Tommy Sir called and told.
Manju was gone. After three years and two months, the cricket sponsorship programme was over. A table shook; breadcrumbs scattered and tea spilled on the tablecloth.
‘Gone?’ Mehta asked Tommy Sir. ‘Gone where? Gone why? What the fuck are you talking about? I could be on the verge of getting some woman from a venture fund in Iowa City to take this boy from me, how can he be gone now?’
‘Goldenboy is gone,’ Tommy Sir said quietly. ‘He ran away. He didn’t come to the selection match in Shivaji Park. His career is over.’
‘Where is he now? With his brother? That other criminal?’
‘No.

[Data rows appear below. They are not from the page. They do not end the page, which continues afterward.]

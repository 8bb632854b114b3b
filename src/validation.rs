//! Record validation
//!
//! Checks run against loosely typed candidates (strings as submitted by a
//! form or API) and return every problem found as a human-readable message.
//! An empty list means the candidate is valid. Services never call these;
//! callers decide whether to block a write.

use crate::models::{ItemBase, Meeting, MeetingMode, Priority, Status, Task};
use crate::utils::parse_datetime;
use lazy_static::lazy_static;
use regex::Regex;
use serde::Deserialize;

lazy_static! {
    static ref EMAIL: Option<Regex> = Regex::new(r"\S+@\S+\.\S+").ok();
}

/// Something, an `@`, then a domain with at least one dot.
fn is_email(candidate: &str) -> bool {
    EMAIL.as_ref().is_some_and(|re| re.is_match(candidate))
}

/// Fields shared by every item kind.
#[derive(Debug, Clone, Default, PartialEq, Deserialize)]
#[serde(rename_all = "camelCase")]
pub struct ItemCandidate {
    pub title: Option<String>,
    pub user_id: Option<String>,
    pub start_date_time: Option<String>,
    pub end_date_time: Option<String>,
    pub priority: Option<String>,
    pub status: Option<String>,
}

#[derive(Debug, Clone, Default, PartialEq, Deserialize)]
#[serde(rename_all = "camelCase")]
pub struct TaskCandidate {
    #[serde(flatten)]
    pub item: ItemCandidate,
    pub progress: Option<f64>,
    pub estimated_hours: Option<f64>,
    pub actual_hours: Option<f64>,
}

#[derive(Debug, Clone, Default, PartialEq, Deserialize)]
pub struct AttendeeCandidate {
    pub email: Option<String>,
}

#[derive(Debug, Clone, Default, PartialEq, Deserialize)]
#[serde(rename_all = "camelCase")]
pub struct MeetingCandidate {
    #[serde(flatten)]
    pub item: ItemCandidate,
    pub meeting_type: Option<String>,
    pub attendees: Option<Vec<AttendeeCandidate>>,
}

fn present(value: &Option<String>) -> Option<&str> {
    value.as_deref().filter(|v| !v.is_empty())
}

pub fn validate_item(item: &ItemCandidate) -> Vec<String> {
    let mut errors = Vec::new();

    if item.title.as_deref().map_or(true, |t| t.trim().is_empty()) {
        errors.push("Title is required".to_string());
    }

    if present(&item.user_id).is_none() {
        errors.push("User ID is required".to_string());
    }

    let start = match present(&item.start_date_time) {
        None => {
            errors.push("Start date/time is required".to_string());
            None
        }
        Some(raw) => {
            let parsed = parse_datetime(raw);
            if parsed.is_none() {
                errors.push("Invalid start date/time format".to_string());
            }
            parsed
        }
    };

    if let Some(raw) = present(&item.end_date_time) {
        match parse_datetime(raw) {
            None => errors.push("Invalid end date/time format".to_string()),
            Some(end) => {
                if start.is_some_and(|start| end <= start) {
                    errors.push("End date/time must be after start date/time".to_string());
                }
            }
        }
    }

    if present(&item.priority).is_some_and(|p| Priority::parse(p).is_none()) {
        errors.push("Invalid priority value".to_string());
    }

    if present(&item.status).is_some_and(|s| Status::parse(s).is_none()) {
        errors.push("Invalid status value".to_string());
    }

    errors
}

pub fn validate_task(task: &TaskCandidate) -> Vec<String> {
    let mut errors = validate_item(&task.item);

    if task.progress.is_some_and(|p| !(0.0..=100.0).contains(&p)) {
        errors.push("Progress must be between 0 and 100".to_string());
    }
    if task.estimated_hours.is_some_and(|h| h < 0.0) {
        errors.push("Estimated hours cannot be negative".to_string());
    }
    if task.actual_hours.is_some_and(|h| h < 0.0) {
        errors.push("Actual hours cannot be negative".to_string());
    }

    errors
}

pub fn validate_meeting(meeting: &MeetingCandidate) -> Vec<String> {
    let mut errors = validate_item(&meeting.item);

    if present(&meeting.item.end_date_time).is_none() {
        errors.push("End date/time is required for meetings".to_string());
    }

    if present(&meeting.meeting_type).is_some_and(|m| MeetingMode::parse(m).is_none()) {
        errors.push("Invalid meeting type".to_string());
    }

    for (index, attendee) in meeting.attendees.iter().flatten().enumerate() {
        match present(&attendee.email) {
            None => errors.push(format!("Attendee {} email is required", index + 1)),
            Some(email) if !is_email(email) => {
                errors.push(format!("Attendee {} email is invalid", index + 1))
            }
            Some(_) => {}
        }
    }

    errors
}

impl From<&ItemBase> for ItemCandidate {
    fn from(base: &ItemBase) -> Self {
        Self {
            title: Some(base.title.clone()),
            user_id: Some(base.user_id.clone()),
            start_date_time: Some(base.start_date_time.to_rfc3339()),
            end_date_time: base.end_date_time.map(|end| end.to_rfc3339()),
            priority: Some(base.priority.as_str().to_string()),
            status: Some(base.status.as_str().to_string()),
        }
    }
}

impl From<&Task> for TaskCandidate {
    fn from(task: &Task) -> Self {
        Self {
            item: ItemCandidate::from(&task.base),
            progress: Some(f64::from(task.progress)),
            estimated_hours: task.estimated_hours,
            actual_hours: task.actual_hours,
        }
    }
}

impl From<&Meeting> for MeetingCandidate {
    fn from(meeting: &Meeting) -> Self {
        Self {
            item: ItemCandidate::from(&meeting.base),
            meeting_type: Some(meeting.meeting_mode.as_str().to_string()),
            attendees: Some(
                meeting
                    .attendees
                    .iter()
                    .map(|a| AttendeeCandidate { email: Some(a.email.clone()) })
                    .collect(),
            ),
        }
    }
}
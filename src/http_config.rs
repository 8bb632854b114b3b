//! HTTP client configuration module
//!
//! Centralises timeouts and connection settings for the provider client.

use crate::error::AppResult;
use reqwest::{Client, ClientBuilder};
use std::time::Duration;

/// HTTP client configuration
#[derive(Debug, Clone)]
pub struct HttpConfig {
    /// Connection timeout
    pub connect_timeout: Duration,
    /// Total request timeout
    pub timeout: Duration,
    /// Idle connections kept per host
    pub max_idle_per_host: usize,
    /// Keep the session cookie between requests
    pub cookie_store: bool,
}

impl Default for HttpConfig {
    fn default() -> Self {
        Self {
            connect_timeout: Duration::from_secs(10),
            timeout: Duration::from_secs(45),
            max_idle_per_host: 4,
            cookie_store: true,
        }
    }
}

impl HttpConfig {
    /// Create default HTTP config
    pub fn new() -> Self {
        Self::default()
    }

    /// Config for schema provisioning; admin calls can be slow on a cold project.
    pub fn provisioning() -> Self {
        Self {
            connect_timeout: Duration::from_secs(15),
            timeout: Duration::from_secs(90),
            max_idle_per_host: 2,
            cookie_store: false,
        }
    }

    /// Build a reqwest client with this configuration
    pub fn build_client(&self) -> AppResult<Client> {
        Ok(ClientBuilder::new()
            .user_agent(concat!("focusflow/", env!("CARGO_PKG_VERSION")))
            .connect_timeout(self.connect_timeout)
            .timeout(self.timeout)
            .tcp_keepalive(Duration::from_secs(30))
            .pool_idle_timeout(Duration::from_secs(90))
            .pool_max_idle_per_host(self.max_idle_per_host)
            .cookie_store(self.cookie_store)
            .build()?)
    }
}

#[cfg(test)]
mod tests {
    use super::*;

    #[test]
    fn test_provisioning_profile_is_more_patient() {
        let default = HttpConfig::new();
        let provisioning = HttpConfig::provisioning();
        assert!(provisioning.timeout > default.timeout);
        assert!(!provisioning.cookie_store);
    }

    #[test]
    fn test_build_client() {
        assert!(HttpConfig::default().build_client().is_ok());
    }
}
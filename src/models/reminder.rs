// file: src/models/reminder.rs
use super::item::{ItemBase, ItemPatch, ItemType};
use super::json_field;
use chrono::{DateTime, Utc};
use serde::{Deserialize, Serialize};

#[derive(Debug, Clone, Copy, PartialEq, Eq, Serialize, Deserialize)]
#[serde(rename_all = "lowercase")]
pub enum Frequency {
    Daily,
    Weekly,
    Monthly,
    Yearly,
}

#[derive(Debug, Clone, PartialEq, Serialize, Deserialize)]
#[serde(rename_all = "camelCase")]
pub struct RecurrencePattern {
    pub frequency: Frequency,
    pub interval: u32,
    /// 0 = Sunday .. 6 = Saturday
    #[serde(default, skip_serializing_if = "Option::is_none")]
    pub days_of_week: Option<Vec<u8>>,
    #[serde(default, skip_serializing_if = "Option::is_none")]
    pub day_of_month: Option<u8>,
    #[serde(default, skip_serializing_if = "Option::is_none")]
    pub end_date: Option<DateTime<Utc>>,
    #[serde(default, skip_serializing_if = "Option::is_none")]
    pub occurrences: Option<u32>,
}

#[derive(Debug, Clone, PartialEq, Serialize, Deserialize)]
#[serde(rename_all = "camelCase")]
pub struct Reminder {
    #[serde(flatten)]
    pub base: ItemBase,
    #[serde(default, skip_serializing_if = "Option::is_none", with = "json_field::option")]
    pub recurring_pattern: Option<RecurrencePattern>,
    #[serde(default, skip_serializing_if = "Option::is_none")]
    pub snooze_until: Option<DateTime<Utc>>,
    pub is_recurring: bool,
}

impl Reminder {
    pub fn new(user_id: &str, title: &str, start: DateTime<Utc>) -> Self {
        Self {
            base: ItemBase::new(ItemType::Reminder, user_id, title, start),
            recurring_pattern: None,
            snooze_until: None,
            is_recurring: false,
        }
    }

    pub fn recurring(mut self, pattern: RecurrencePattern) -> Self {
        self.recurring_pattern = Some(pattern);
        self.is_recurring = true;
        self
    }

    /// Snoozed reminders are hidden until the snooze time has passed.
    pub fn is_snoozed_at(&self, now: DateTime<Utc>) -> bool {
        self.snooze_until.is_some_and(|until| until >= now)
    }
}

/// `snooze_until: Some(None)` clears the snooze.
#[derive(Debug, Clone, Default, PartialEq, Serialize)]
#[serde(rename_all = "camelCase")]
pub struct ReminderPatch {
    #[serde(flatten)]
    pub item: ItemPatch,
    #[serde(skip_serializing_if = "Option::is_none", with = "json_field::option")]
    pub recurring_pattern: Option<RecurrencePattern>,
    #[serde(skip_serializing_if = "Option::is_none")]
    pub snooze_until: Option<Option<DateTime<Utc>>>,
    #[serde(skip_serializing_if = "Option::is_none")]
    pub is_recurring: Option<bool>,
}
//! Permission strings in the provider's `action("role")` syntax.

/// Literal document id asking the provider to generate one.
pub const UNIQUE_ID: &str = "unique()";

pub fn user_role(user_id: &str) -> String {
    format!("user:{}", user_id)
}

pub fn read(role: &str) -> String {
    format!("read(\"{}\")", role)
}

pub fn write(role: &str) -> String {
    format!("write(\"{}\")", role)
}

pub fn create(role: &str) -> String {
    format!("create(\"{}\")", role)
}

/// Read/write for the owning user only.
pub fn owner(user_id: &str) -> Vec<String> {
    let role = user_role(user_id);
    vec![read(&role), write(&role)]
}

He’s in Navi Mumbai.’
‘Why has he gone to Navi Mumbai?’
But Tommy Sir hung up.
In the next few minutes, Anand Mehta came up with the following observations about cricket: that it was a fraud, and at the most fundamental level. Only ten countries play this game, and only five of them play it well. If we had any self-respect, we’d finally grow up as a people and play football. No: let’s not expose ourselves to real competition, much safer to be in a ‘world cup’ against St Kitts and Bangladesh. Self-obsession without self-belief: the very definition of the Indian middle class, which is why it loves this fraud sport.
Poised to offer the world more deep thoughts about the gentleman’s game, Mehta heard:
Shot! Bloody Good Shot!
A blue screen on the veranda of the Cricket Club protected club members from the matches played in the Brabourne stadium; it rippled, and two boys in white rushed towards the dark red ball rolling about the base of the screen.

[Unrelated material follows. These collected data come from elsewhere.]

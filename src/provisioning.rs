//! Schema provisioning
//!
//! Creates the database, the six collections, their attributes and indexes.
//! Safe to re-run: resources that already exist are reused or skipped. Only
//! a failure to create or fetch the database or a collection aborts the run.

use crate::error::AppResult;
use crate::provider::{AttributeStatus, SchemaAdmin};
use crate::schema::{self, CollectionSpec, DATABASE_NAME};
use crate::utils::logging::log_provisioning_skip;
use crate::utils::retry::{poll_until_ready, RetryConfig};
use log::info;
use std::time::Duration;

#[derive(Debug, Clone)]
pub struct ProvisionOptions {
    /// Pause after each attribute call.
    pub attribute_delay: Duration,
    /// Pause after each index call.
    pub index_delay: Duration,
    /// Polling for attributes to become available before indexing.
    pub readiness: RetryConfig,
}

impl Default for ProvisionOptions {
    fn default() -> Self {
        Self {
            attribute_delay: Duration::from_millis(100),
            index_delay: Duration::from_millis(200),
            readiness: RetryConfig::default(),
        }
    }
}

impl ProvisionOptions {
    /// No pacing and a single readiness check.
    pub fn immediate() -> Self {
        Self {
            attribute_delay: Duration::ZERO,
            index_delay: Duration::ZERO,
            readiness: RetryConfig::immediate(),
        }
    }
}

#[derive(Debug, Clone, Default, PartialEq)]
pub struct CollectionReport {
    pub id: String,
    /// False when the collection already existed.
    pub created: bool,
    pub attributes_created: Vec<String>,
    pub attributes_skipped: Vec<String>,
    /// Every created or pre-existing attribute reported available before indexing.
    pub ready: bool,
    pub indexes_created: Vec<String>,
    pub indexes_skipped: Vec<String>,
}

#[derive(Debug, Clone, Default, PartialEq)]
pub struct ProvisionReport {
    pub database_id: String,
    pub database_created: bool,
    pub collections: Vec<CollectionReport>,
}

impl ProvisionReport {
    pub fn log_summary(&self) {
        info!(
            "Database '{}' {}",
            self.database_id,
            if self.database_created { "created" } else { "already existed" }
        );
        for c in &self.collections {
            info!(
                "  {}: {} | attributes {} created, {} skipped | indexes {} created, {} skipped{}",
                c.id,
                if c.created { "created" } else { "existing" },
                c.attributes_created.len(),
                c.attributes_skipped.len(),
                c.indexes_created.len(),
                c.indexes_skipped.len(),
                if c.ready { "" } else { " | attributes still processing" }
            );
        }
    }
}

async fn pause(delay: Duration) {
    if !delay.is_zero() {
        tokio::time::sleep(delay).await;
    }
}

/// Creates the database, or confirms it exists. Returns whether it was created.
async fn ensure_database(admin: &dyn SchemaAdmin, database_id: &str) -> AppResult<bool> {
    match admin.create_database(database_id, DATABASE_NAME).await {
        Ok(_) => {
            info!("Created database '{}'", database_id);
            Ok(true)
        }
        Err(e) if e.is_conflict() => {
            admin.get_database(database_id).await?;
            info!("Database '{}' already exists", database_id);
            Ok(false)
        }
        Err(e) => Err(e),
    }
}

async fn ensure_collection(admin: &dyn SchemaAdmin, database_id: &str, spec: &CollectionSpec) -> AppResult<bool> {
    match admin
        .create_collection(database_id, spec.id, spec.name, spec.permissions.clone(), spec.document_security)
        .await
    {
        Ok(_) => {
            info!("Created collection '{}'", spec.id);
            Ok(true)
        }
        Err(e) if e.is_conflict() => {
            admin.get_collection(database_id, spec.id).await?;
            info!("Collection '{}' already exists", spec.id);
            Ok(false)
        }
        Err(e) => Err(e),
    }
}

/// Whether every attribute in `keys` reports available.
async fn attributes_available(
    admin: &dyn SchemaAdmin,
    database_id: &str,
    collection_id: &str,
    keys: &[&str],
) -> AppResult<bool> {
    let states = admin.list_attributes(database_id, collection_id).await?;
    Ok(keys.iter().all(|key| {
        states
            .iter()
            .any(|s| s.key == *key && s.status == AttributeStatus::Available)
    }))
}

async fn provision_collection(
    admin: &dyn SchemaAdmin,
    database_id: &str,
    spec: &CollectionSpec,
    options: &ProvisionOptions,
) -> AppResult<CollectionReport> {
    let mut report = CollectionReport {
        id: spec.id.to_string(),
        created: ensure_collection(admin, database_id, spec).await?,
        ..Default::default()
    };

    // Only created or pre-existing attributes can become available.
    let mut awaited = Vec::new();
    for attribute in &spec.attributes {
        match admin.create_attribute(database_id, spec.id, attribute).await {
            Ok(_) => {
                report.attributes_created.push(attribute.key.to_string());
                awaited.push(attribute.key);
            }
            Err(e) => {
                log_provisioning_skip("Attribute", &format!("{}.{}", spec.id, attribute.key), &e);
                report.attributes_skipped.push(attribute.key.to_string());
                if e.is_conflict() {
                    awaited.push(attribute.key);
                }
            }
        }
        pause(options.attribute_delay).await;
    }

    let what = format!("Collection '{}' attributes", spec.id);
    report.ready = poll_until_ready(&options.readiness, &what, || {
        attributes_available(admin, database_id, spec.id, &awaited)
    })
    .await?;

    for index in &spec.indexes {
        match admin.create_index(database_id, spec.id, index).await {
            Ok(_) => report.indexes_created.push(index.key.to_string()),
            Err(e) => {
                log_provisioning_skip("Index", &format!("{}.{}", spec.id, index.key), &e);
                report.indexes_skipped.push(index.key.to_string());
            }
        }
        pause(options.index_delay).await;
    }

    Ok(report)
}

/// Provisions every collection in order, returning what was created or skipped.
pub async fn setup_database(
    admin: &dyn SchemaAdmin,
    database_id: &str,
    options: &ProvisionOptions,
) -> AppResult<ProvisionReport> {
    info!("Setting up database '{}'", database_id);
    let mut report = ProvisionReport {
        database_id: database_id.to_string(),
        database_created: ensure_database(admin, database_id).await?,
        collections: Vec::new(),
    };

    for spec in schema::all_collections() {
        report
            .collections
            .push(provision_collection(admin, database_id, &spec, options).await?);
    }

    info!("Database setup complete");
    Ok(report)
}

Confronted by the sound and smell of an instant of real cricket, Mehta felt all his mighty observations turn to ashes.
In the evening, after a tele-con with Rakesh, the IAS officer’s son, (whose cough, thank God, had improved), Mehta booked another flight to Delhi, to meet a political connection before taking the train to Dhanbad to work on his distressed power plant. He seemed to be in high spirits.

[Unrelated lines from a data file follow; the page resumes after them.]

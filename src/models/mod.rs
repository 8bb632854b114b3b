// Declare modules
pub mod category;
pub mod document;
pub mod item;
pub mod json_field;
pub mod meeting;
pub mod notification;
pub mod reminder;
pub mod task;
pub mod user;

// Flatten the structure so imports like `use crate::models::Task` work.
pub use category::{Category, DEFAULT_CATEGORIES};
pub use document::{Document, DocumentList};
pub use item::{Item, ItemBase, ItemPatch, ItemType, Priority, ReminderChannel, ReminderConfig, Status};
pub use meeting::{Attendee, Meeting, MeetingMode, MeetingPatch, ResponseStatus, VideoConferenceSettings};
pub use notification::{Notification, NotificationKind, NotificationPatch};
pub use reminder::{Frequency, RecurrencePattern, Reminder, ReminderPatch};
pub use task::{Task, TaskPatch};
pub use user::{DefaultView, NotificationSettings, User, UserPatch, UserPreferences, WorkingHours};
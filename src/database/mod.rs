// file: src/database/mod.rs

use crate::error::AppResult;
use crate::models::Document;
use crate::provider::memory::MemoryStore;
use crate::provider::{permission, DocumentStore, Query};
use crate::schema::collections;
use crate::utils::logging::log_provider_call;
use log::{info, warn};
use serde::de::DeserializeOwned;
use serde::Serialize;
use std::sync::Arc;
use std::time::Instant;

// Declare submodules
pub mod categories;
pub mod filter;
pub mod items;
pub mod meetings;
pub mod notifications;
pub mod reminders;
pub mod tasks;
pub mod users;

/// Handle on one provider database. Cheap to clone; every service function takes it by reference.
#[derive(Clone)]
pub struct Database {
    store: Arc<dyn DocumentStore>,
    database_id: String,
}

impl Database {
    pub fn new(store: Arc<dyn DocumentStore>, database_id: &str) -> Self {
        Self {
            store,
            database_id: database_id.to_string(),
        }
    }

    /// A database backed by a fresh [`MemoryStore`].
    pub fn in_memory(database_id: &str) -> Self {
        Self::new(Arc::new(MemoryStore::new()), database_id)
    }

    pub fn database_id(&self) -> &str {
        &self.database_id
    }

    /// Confirms the database has been provisioned by listing a single user document.
    pub async fn check_connection(&self) -> AppResult<()> {
        match self
            .store
            .list_documents(&self.database_id, collections::USERS, vec![Query::limit(1)])
            .await
        {
            Ok(_) => {
                info!("Database '{}' is reachable", self.database_id);
                Ok(())
            }
            Err(e) => {
                warn!(
                    "Database '{}' is not available, run setup-database first: {}",
                    self.database_id, e
                );
                Err(e)
            }
        }
    }

    // --- Generic document access used by the services ---

    /// Creates a document readable and writable only by `owner_id`.
    pub(crate) async fn create<T>(&self, collection: &str, owner_id: &str, data: &T) -> AppResult<Document<T>>
    where
        T: Serialize + DeserializeOwned,
    {
        let started = Instant::now();
        let value = self
            .store
            .create_document(
                &self.database_id,
                collection,
                permission::UNIQUE_ID,
                serde_json::to_value(data)?,
                permission::owner(owner_id),
            )
            .await?;
        log_provider_call("create", collection, started.elapsed().as_millis() as u64);
        Ok(serde_json::from_value(value)?)
    }

    pub(crate) async fn get<T: DeserializeOwned>(&self, collection: &str, id: &str) -> AppResult<Document<T>> {
        let started = Instant::now();
        let value = self.store.get_document(&self.database_id, collection, id).await?;
        log_provider_call("get", collection, started.elapsed().as_millis() as u64);
        Ok(serde_json::from_value(value)?)
    }

    pub(crate) async fn update<P, T>(&self, collection: &str, id: &str, patch: &P) -> AppResult<Document<T>>
    where
        P: Serialize,
        T: DeserializeOwned,
    {
        let started = Instant::now();
        let value = self
            .store
            .update_document(&self.database_id, collection, id, serde_json::to_value(patch)?)
            .await?;
        log_provider_call("update", collection, started.elapsed().as_millis() as u64);
        Ok(serde_json::from_value(value)?)
    }

    pub(crate) async fn delete(&self, collection: &str, id: &str) -> AppResult<()> {
        let started = Instant::now();
        self.store.delete_document(&self.database_id, collection, id).await?;
        log_provider_call("delete", collection, started.elapsed().as_millis() as u64);
        Ok(())
    }

    pub(crate) async fn list<T: DeserializeOwned>(
        &self,
        collection: &str,
        queries: Vec<Query>,
    ) -> AppResult<Vec<Document<T>>> {
        let started = Instant::now();
        let page = self.store.list_documents(&self.database_id, collection, queries).await?;
        log_provider_call("list", collection, started.elapsed().as_millis() as u64);

        page.documents
            .into_iter()
            .map(|doc| serde_json::from_value(doc).map_err(Into::into))
            .collect()
    }

    /// Lists with the queries the provider can express, then applies `keep` locally.
    pub(crate) async fn list_filtered<T, F>(
        &self,
        collection: &str,
        queries: Vec<Query>,
        keep: F,
    ) -> AppResult<Vec<Document<T>>>
    where
        T: DeserializeOwned,
        F: Fn(&Document<T>) -> bool,
    {
        let superset = self.list(collection, queries).await?;
        Ok(filter::filter_superset(collection, superset, keep))
    }
}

‘We’ll have to do battle out there for our power plant, Rakesh,’ he declared, ‘so let’s do battle.’
But in truth, the end of his cricket sponsorship programme had shaken Anand Mehta more than he admitted even to himself, and he was going to need a long holiday when he returned to Mumbai.
For this too is hell: knowing you are not — and can never be — as good as you want to be.
•
Across a shining creek, in Navi Mumbai, Manjunath was waking up. Yawning and slapping his cheeks, he got out of bed and saw that familiar sparrow sitting on the fan. Can this really be my new home, he wondered. Can this really be my new bed?